I would have pointed out that compromising on one's integrity so that others wouldn't feel uncomfortable is similar to the ways of thinking that contributed to the Holocaust. You don't speak up for what's true because you don't want to hurt feelings or stand out. You don't contradict. You go with the flow, the majority. And suddenly there's no moral center whatsoever.

And no, I don't think if I was a gay man in the situation Mike found himself in that I would have been that patient or friendly. If someone turns an encounter on an airplane into a hostile attack on me, I would have simply told her I found her to be unspeakably rude and judgmental, and I considered the conversation to be over. Then I would have turned up my iPod and gone to sleep.

With elderly people of that mindset, I really think that the only thing that will change their mind is when they have a grandchild or child who comes out to them. Even then, it's touch and go.

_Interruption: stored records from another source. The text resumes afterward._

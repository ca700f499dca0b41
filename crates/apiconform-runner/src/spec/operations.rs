//! Operation extraction: paths × methods and their declared responses.

use serde_json::Value;

const METHODS: [&str; 5] = ["get", "post", "put", "delete", "patch"];

/// Extracted API operation
#[derive(Debug, Clone)]
pub struct Operation {
    pub method: String,
    /// Path template, e.g. `/games/{gameId}`
    pub path: String,
    /// Status keys of `responses`: exact codes, `4XX` style ranges, or `default`
    pub responses: Vec<String>,
}

impl Operation {
    /// Whether `status` is covered by a declared response.
    #[must_use]
    pub fn declares_status(&self, status: u16) -> bool {
        let code = status.to_string();
        self.responses.iter().any(|key| {
            key == "default"
                || *key == code
                || (key.len() == 3
                    && key.get(1..).is_some_and(|r| r.eq_ignore_ascii_case("XX"))
                    && key.as_bytes().first() == code.as_bytes().first())
        })
    }

    /// Whether the template matches a concrete path.
    #[must_use]
    pub fn matches(&self, path: &str) -> bool {
        let template: Vec<&str> = segments(&self.path).collect();
        let concrete: Vec<&str> = segments(path).collect();
        template.len() == concrete.len()
            && template
                .iter()
                .zip(&concrete)
                .all(|(t, c)| is_template(t) || t == c)
    }

    /// Number of `{param}` segments in the template.
    #[must_use]
    pub fn template_segments(&self) -> usize {
        segments(&self.path).filter(|s| is_template(s)).count()
    }
}

fn segments(path: &str) -> impl Iterator<Item = &str> {
    path.split('/').filter(|s| !s.is_empty())
}

fn is_template(segment: &str) -> bool {
    segment.starts_with('{') && segment.ends_with('}')
}

pub(super) fn extract_operations(spec: &Value) -> Vec<Operation> {
    let mut ops = Vec::new();

    let Some(paths) = spec.get("paths").and_then(Value::as_object) else {
        return ops;
    };

    for (path, path_item) in paths {
        for method in METHODS {
            let Some(operation) = path_item.get(method) else {
                continue;
            };

            let responses = operation
                .get("responses")
                .and_then(Value::as_object)
                .map(|r| r.keys().cloned().collect())
                .unwrap_or_default();

            ops.push(Operation {
                method: method.to_uppercase(),
                path: path.clone(),
                responses,
            });
        }
    }

    ops
}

    Favorite    Flag as abusive Posted 08:03 AM on 04/08/2009

Well, at least I know she wasn't from the Jewish Family & Children's Services. Their board voted unanimously to put out a statement against Proposition 8 back in October. It was described as a "civil rights issue" and even the conservatives on the board recognized that.

Perhaps when this woman realizes that she has a gay grandson or granddaughter, she'll change her tune. "Family" can be a very persuasive argument.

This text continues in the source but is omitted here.